All reviewers find merit in your study. And all of them suggest that more theoretical work (like yours) is needed to expand the field, given that positive density-dependence is so often observed in nature. The manuscript is inspiring. For example, one of the reviewers highlighted: "This manuscript is very creative and thought-provoking because it makes me think more about very steep positive density-dependent gradients in a new light, as facilitating coexistence rather than being a unique part of species' ecology". The reviewers also applaud the author's efforts in proposing potentially new mechanisms of species coexistence in light of positive density-dependence. However, the author needs to make more efforts in building biological motivation and checking the robustness of the results. The manuscript is too theoretical/mathematical for the eLife audience and lacks more-biological 'real-life' examples.

I thank the Editors for handling my manuscript and for their positive feedback. I am pleased that all reviewers approved my general aim of investigating the implications of conspecific positive density dependence for species coexistence, and appreciated the counter intuitiveness of my theoretical results. However, it is clear from the feedback I received that I had much more work to do to build biological motivation and to make my approach more impactful. In the revised version of this paper I have sought to address these concerns (i) by thoroughly defining the different types of density dependence (conspecific/heterospecific, negative/positive) that come into play in nature, (ii) by using natural history examples to illustrate the ubiquitousness of conspecific positive density dependence associated with reduced mortality, and (iii) by offering guidelines for testing empirically my theoretical predictions. Collectively, I hope these changes would make my study more accessible to both empiricists and theoreticians.

Additionally, I followed the reviewers’ suggestions of conducting further supplementary analyses (with more than 10 new supplementary figures); altogether, these analyses show that my results are robust to changes in the underlying modeling assumptions.

Reviewer #1:

I think Aubier accomplished an interesting modeling manuscript on an interesting topic, positive density dependence acting on mortality. However, I feel the manuscript is too theoretical/mathematical for eLife and lacks a more-biological 'real-life' examples.

I thank reviewer #1 for this positive feedback. I have followed his/her suggestions, and I have made a considerable effort to make this theoretical study more easily accessible and therefore more impactful. By doing so, I hope that I addressed the reviewer’s concerns successfully.

I do think that a glossary, and a comparative table with NDD on the left, and PDD on the right, then specific patters (like PDD on mortality) on a second row, then possible mechanisms responsible for these patterns, outcomes, and finally examples in real life, could be something to add.

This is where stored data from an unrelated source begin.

//! # 计算器模块
//!
//! 定义能量 / 力 / 应力计算器的统一接口。
//!
//! 偏置计算器通过 `CalcResults::unbiased_energy` 和 `Calculator::is_biased`
//! 暴露未偏置能量，调用方不做类型判断。
//!
//! ## 依赖关系
//! - 被 `report/`, `plot/`, `fit/`, `fixtures/` 使用
//! - 使用 `models/structure.rs`
//! - 子模块: pair, bias

pub mod bias;
pub mod pair;

pub use bias::BiasCalculator;
pub use pair::{LennardJones, Morse, PairCalculator, PairPotential};

use crate::error::Result;
use crate::models::Configuration;

use nalgebra::{Matrix3, Vector3};

/// 单次计算结果
#[derive(Debug, Clone)]
pub struct CalcResults {
    /// 势能 (eV)，偏置计算器为偏置后的能量
    pub energy: f64,

    /// 每原子受力 (eV/Å)
    pub forces: Vec<Vector3<f64>>,

    /// 完整 3x3 应力张量，stress = (1/V) dE/dε
    pub stress: Matrix3<f64>,

    /// 偏置计算器的未偏置能量
    pub unbiased_energy: Option<f64>,
}

impl CalcResults {
    /// 维里 = -V * stress
    pub fn virial(&self, volume: f64) -> Matrix3<f64> {
        -volume * self.stress
    }

    /// 有未偏置能量时返回之，否则返回报告能量
    pub fn physical_energy(&self) -> f64 {
        self.unbiased_energy.unwrap_or(self.energy)
    }

    /// 力按原子、分量平铺
    pub fn flat_forces(&self) -> Vec<f64> {
        self.forces.iter().flat_map(|f| [f.x, f.y, f.z]).collect()
    }
}

/// 计算器接口
pub trait Calculator: Send + Sync {
    /// 计算能量、力与应力
    fn calculate(&self, config: &Configuration) -> Result<CalcResults>;

    /// 计算器名称
    fn name(&self) -> &str;

    /// 是否为偏置计算器
    fn is_biased(&self) -> bool {
        false
    }
}

impl<T: Calculator + ?Sized> Calculator for Box<T> {
    fn calculate(&self, config: &Configuration) -> Result<CalcResults> {
        (**self).calculate(config)
    }

    fn name(&self) -> &str {
        (**self).name()
    }

    fn is_biased(&self) -> bool {
        (**self).is_biased()
    }
}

I followed the reviewer’s suggestion to add a Glossary defining terms describing species interactions, density dependence and frequency dependence (negative vs. positive, conspecific vs. heterospecific) (Box 1). In this new glossary but also throughout the manuscript, I am now very clear about the nature of each density-dependent process, and about how species interactions can lead to heterospecific density dependence. I also emphasize that I am investigating cases of conspecific positive density dependence (and not cases of heterospecific positive density dependence caused by mutualistic interspecific interactions) (Box 1).

Following the reviewer’s suggestion, I also added a comparative table (Figure 1). I decided to compare specific patterns of conspecific positive density dependence (associated with increased reproduction or reduced mortality) to emphasize the biological motivation behind my theoretical study on conspecific positive density dependence (note however that negative density dependence is described in Box 1). In this comparative table, I use natural history examples to illustrate each specific patterns (the references can be found in the excellent review papers cited in the caption of Figure 1). Additionally, I added some illustrations of specific natural history examples where conspecific positive density dependence associates with reduced mortality in different taxa (Figure 2) (Introduction).

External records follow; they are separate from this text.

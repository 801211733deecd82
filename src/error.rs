//! # 统一错误处理模块
//!
//! 定义 acereport 的所有错误类型，使用 `thiserror` 派生。
//!
//! ## 依赖关系
//! - 被所有其他模块使用
//! - 无外部模块依赖

use thiserror::Error;

/// acereport 统一错误类型
#[derive(Error, Debug)]
pub enum AceError {
    // ─────────────────────────────────────────────────────────────
    // I/O 错误
    // ─────────────────────────────────────────────────────────────
    #[error("Failed to read file: {path}")]
    FileReadError {
        path: String,
        #[source]
        source: std::io::Error,
    },

    #[error("Failed to write file: {path}")]
    FileWriteError {
        path: String,
        #[source]
        source: std::io::Error,
    },

    #[error("File not found: {path}")]
    FileNotFound { path: String },

    // ─────────────────────────────────────────────────────────────
    // 解析错误
    // ─────────────────────────────────────────────────────────────
    #[error("Failed to parse {format} file: {path}\nReason: {reason}")]
    ParseError {
        format: String,
        path: String,
        reason: String,
    },

    #[error("Configuration {index} has no property '{key}'")]
    MissingProperty { index: usize, key: String },

    #[error("Unknown chemical element: {0}")]
    UnknownElement(String),

    // ─────────────────────────────────────────────────────────────
    // 拟合错误
    // ─────────────────────────────────────────────────────────────
    #[error("Unsupported basis: {0}")]
    UnsupportedBasis(String),

    #[error("Shape mismatch: {0}")]
    ShapeMismatch(String),

    #[error("Linear solver failed: {0}")]
    Solver(String),

    // ─────────────────────────────────────────────────────────────
    // 输出错误
    // ─────────────────────────────────────────────────────────────
    #[error("Plotting failed: {0}")]
    Plot(String),

    #[error("Archive error for {path}: {reason}")]
    Archive { path: String, reason: String },

    #[error("CSV error: {0}")]
    CsvError(#[from] csv::Error),

    #[error("JSON error: {0}")]
    JsonError(#[from] serde_json::Error),

    #[error("TOML error: {0}")]
    TomlError(#[from] toml::de::Error),

    // ─────────────────────────────────────────────────────────────
    // 参数错误
    // ─────────────────────────────────────────────────────────────
    #[error("Invalid argument: {0}")]
    InvalidArgument(String),

    #[error("{0}")]
    Other(String),
}

/// Result 类型别名
pub type Result<T> = std::result::Result<T, AceError>;
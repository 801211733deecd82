//! # 数据模型模块
//!
//! 定义统一的原子构型、晶胞与张量表示。
//!
//! ## 依赖关系
//! - 被 `parsers/`, `calculator/`, `report/`, `fit/` 使用
//! - 子模块: structure, elements, neighbors, tensor

pub mod elements;
pub mod neighbors;
pub mod structure;
pub mod tensor;

pub use neighbors::{neighbor_pairs, NeighborPair};
pub use structure::{Cell, Configuration, InfoValue, PerAtomArray};
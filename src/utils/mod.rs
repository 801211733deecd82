//! # 工具函数模块
//!
//! 提供美化输出与进度条。
//!
//! ## 依赖关系
//! - 被 `commands/`, `batch/` 模块使用
//! - 子模块: output, progress

pub mod output;
pub mod progress;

Altogether, these amendments significantly clarify the manuscript and build the biological motivation behind this theoretical study.

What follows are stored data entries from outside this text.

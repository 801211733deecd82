//! # 线性拟合问题
//!
//! 将带参考数据的构型组装为加权线性问题 psi · c = y。
//! 每个构型依次贡献：能量 1 行、受力 3N 行、维里 6 行 (Voigt)。
//! 行权重为 `weights[p] * info["<key>_weight"]`，能量目标扣除孤立原子能量。
//!
//! ## 依赖关系
//! - 被 `fit/mod.rs` 使用
//! - 使用 `fit/basis.rs` 的描述符
//! - 使用 `rayon` 并行计算各构型的行块

use crate::error::{AceError, Result};
use crate::fit::basis::PairBasis;
use crate::models::tensor::{full_3x3_to_voigt_6, tensor_from_flat};
use crate::models::Configuration;
use crate::report::{DataKeys, Property};

use nalgebra::{DMatrix, DVector};
use rayon::prelude::*;
use serde::{Deserialize, Serialize};
use std::collections::BTreeMap;

/// 各性质的全局拟合权重
#[derive(Debug, Clone, Copy, PartialEq, Serialize, Deserialize)]
pub struct PropertyWeights {
    #[serde(rename = "E", default = "unit_weight")]
    pub energy: f64,
    #[serde(rename = "F", default = "unit_weight")]
    pub forces: f64,
    #[serde(rename = "V", default = "unit_weight")]
    pub virial: f64,
}

fn unit_weight() -> f64 {
    1.0
}

impl PropertyWeights {
    pub fn new(energy: f64, forces: f64, virial: f64) -> Self {
        PropertyWeights {
            energy,
            forces,
            virial,
        }
    }

    pub fn get(&self, property: Property) -> f64 {
        match property {
            Property::Energy => self.energy,
            Property::Forces => self.forces,
            Property::Virial => self.virial,
        }
    }
}

impl Default for PropertyWeights {
    fn default() -> Self {
        PropertyWeights::new(1.0, 1.0, 1.0)
    }
}

/// 每种性质在设计矩阵中的行号
#[derive(Debug, Clone, Default, PartialEq, Eq)]
pub struct PropRowIndices {
    pub energy: Vec<usize>,
    pub forces: Vec<usize>,
    pub virial: Vec<usize>,
}

impl PropRowIndices {
    pub fn get(&self, property: Property) -> &[usize] {
        match property {
            Property::Energy => &self.energy,
            Property::Forces => &self.forces,
            Property::Virial => &self.virial,
        }
    }

    fn get_mut(&mut self, property: Property) -> &mut Vec<usize> {
        match property {
            Property::Energy => &mut self.energy,
            Property::Forces => &mut self.forces,
            Property::Virial => &mut self.virial,
        }
    }
}

/// 加权线性问题
#[derive(Debug, Clone)]
pub struct LinearProblem {
    pub psi: DMatrix<f64>,
    pub y: DVector<f64>,
    pub prop_row_inds: PropRowIndices,
}

impl LinearProblem {
    pub fn n_observations(&self) -> usize {
        self.psi.nrows()
    }
}

/// 单个构型的行块
struct RowBlock {
    rows: Vec<(Property, Vec<f64>, f64)>,
}

/// 孤立原子能量之和
pub fn reference_energy(config: &Configuration, e0s: &BTreeMap<String, f64>) -> Result<f64> {
    config
        .symbols
        .iter()
        .map(|s| {
            e0s.get(s).copied().ok_or_else(|| {
                AceError::InvalidArgument(format!("no isolated-atom energy (E0) for {}", s))
            })
        })
        .sum()
}

fn config_rows(
    index: usize,
    config: &Configuration,
    basis: &PairBasis,
    e0s: &BTreeMap<String, f64>,
    keys: &DataKeys,
    weights: &PropertyWeights,
) -> Result<RowBlock> {
    let desc = basis.descriptors(config)?;
    let mut rows = Vec::new();

    if let Some(value) = config.info.get(&keys.energy) {
        let energy = value.as_scalar().ok_or_else(|| {
            AceError::ShapeMismatch(format!(
                "configuration {}: energy '{}' is not a scalar",
                index, keys.energy
            ))
        })?;
        let w = weights.energy * config.weight(&keys.energy);
        let target = energy - reference_energy(config, e0s)?;
        let row = desc.energy.iter().map(|v| v * w).collect();
        rows.push((Property::Energy, row, target * w));
    }

    if let Some(forces) = config.arrays.get(&keys.forces) {
        if forces.width != 3 || forces.len() != config.len() {
            return Err(AceError::ShapeMismatch(format!(
                "configuration {}: forces '{}' must have shape ({}, 3)",
                index,
                keys.forces,
                config.len()
            )));
        }
        let w = weights.forces * config.weight(&keys.forces);
        for (r, target) in forces.data.iter().enumerate() {
            let row = desc.forces.row(r).iter().map(|v| v * w).collect();
            rows.push((Property::Forces, row, target * w));
        }
    }

    if let Some(value) = config.info.get(&keys.virial) {
        let values = value.as_vector().ok_or_else(|| {
            AceError::ShapeMismatch(format!(
                "configuration {}: virial '{}' is not numeric",
                index, keys.virial
            ))
        })?;
        let reference = tensor_from_flat(values).ok_or_else(|| {
            AceError::ShapeMismatch(format!(
                "configuration {}: virial '{}' has {} values, expected 6 or 9",
                index,
                keys.virial,
                values.len()
            ))
        })?;
        let w = weights.virial * config.weight(&keys.virial);
        let target = full_3x3_to_voigt_6(&reference);
        let per_function: Vec<[f64; 6]> = desc.virial.iter().map(full_3x3_to_voigt_6).collect();
        for (c, t) in target.iter().enumerate() {
            let row = per_function.iter().map(|v| v[c] * w).collect();
            rows.push((Property::Virial, row, t * w));
        }
    }

    Ok(RowBlock { rows })
}

/// 组装线性问题，行顺序与构型顺序一致
pub fn assemble_linear_problem(
    configs: &[Configuration],
    basis: &PairBasis,
    e0s: &BTreeMap<String, f64>,
    keys: &DataKeys,
    weights: &PropertyWeights,
) -> Result<LinearProblem> {
    let blocks = configs
        .par_iter()
        .enumerate()
        .map(|(i, config)| config_rows(i, config, basis, e0s, keys, weights))
        .collect::<Result<Vec<_>>>()?;

    let n_cols = basis.len();
    let n_rows: usize = blocks.iter().map(|b| b.rows.len()).sum();
    if n_rows == 0 {
        return Err(AceError::InvalidArgument(
            "no reference data found for the requested keys".to_string(),
        ));
    }

    let mut flat = Vec::with_capacity(n_rows * n_cols);
    let mut y = Vec::with_capacity(n_rows);
    let mut prop_row_inds = PropRowIndices::default();

    for (property, row, target) in blocks.into_iter().flat_map(|b| b.rows) {
        prop_row_inds.get_mut(property).push(y.len());
        flat.extend(row);
        y.push(target);
    }

    log::debug!("assembled linear problem: {} rows x {} columns", n_rows, n_cols);

    Ok(LinearProblem {
        psi: DMatrix::from_row_slice(n_rows, n_cols, &flat),
        y: DVector::from_vec(y),
        prop_row_inds,
    })
}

I think the author can do more to have an easily understandable manuscript. All, the mathematical formulas, the graphs, and the text itself are very difficult to follow. Even the code in the zip file is not annotated. This does not have to be this way. Also, some re-ordering may be also appropriate (the first paragraph in the Discussion should likely be the first of the Introduction), and many ideas are repeated two or more times (i.e., Positive density-dependence has been described for most major animal taxa…). Some combinations of words, like existence of coexistence, just make your manuscript unnecessarily difficult to follow. And discussion on mimicry seems just speculation at this point.

In the revised version of the manuscript, I aimed at avoiding useless repetitions and unwieldy combinations of words (e.g., “existence of coexistence” is now referred to as “existence of equilibrium points characterized by species coexistence”). Likewise, I followed the suggestions of moving the paragraph describing the mechanisms favouring species coexistence from the Discussion to the Introduction.

I also removed the discussion on the maintenance of multiple mimicry rings, which was somehow off-topic.

Following the suggestions of the other reviewers, I clarified the presentation of the mathematical formulas by precisely using the terms describing density- or frequency-dependence (also defined in the Glossary; Box 1). In particular, I now precisely explain why I model reproductive interference as a frequency-dependent process acting on the growth rate (subsection “Two-species models with other forms of competitive exclusion”).

I apologize for the non-annotated code that I provided during the initial submission; the code is now fully annotated.

I hope that the modifications I made to address the other reviewers’ concerns also make the manuscript more understandable. Of course, I am open to any other suggestions that would make my study easier to follow.

Sorry for self-advertizing, but in one of my papers, we forced NDD to Devil's Gardens, one case where ants decrease plant mortality. So patches of monospecific plants accumulate in the forest. We really had a hard time explaining this non-NDD case, (I guess this is then a case of PDD). What I want to say is that there are potentially hundreds of ecologists out there dealing with similar issues in their own system. This manuscript could benefit them. Currently, it does not.

In the revised manuscript, I extended the Discussion to fill this gap. First, I advocate the need to assess the occurrence of conspecific positive density dependence in the wild. In particular, if empiricists observe an overall pattern of conspecific negative density dependence (as in many plant communities), some other forms of positive density dependence may still take place at the same time (and may promote species coexistence by their own). Second, I offer guidelines for testing empirically my theoretical predictions on the link between conspecific positive density dependence and coexistence. Altogether, I hope these amendments will be helpful to empiricists interested in the theoretical prediction presented in my paper.

Reviewer #2:

This manuscript is very creative and thought-provoking because it makes me think more about very steep positive density-dependent gradients in a new light, as facilitating coexistence rather than being a unique part of species' ecology. For example, bighorn sheep suffer strong Allee effects because small groups are depredated quickly by mountain lions. This is a terrific example of the Allee effect, but one rarely thinks of this sort of positive density dependence as being a mechanism of species coexistence between large ungulates. This paper makes me think about that.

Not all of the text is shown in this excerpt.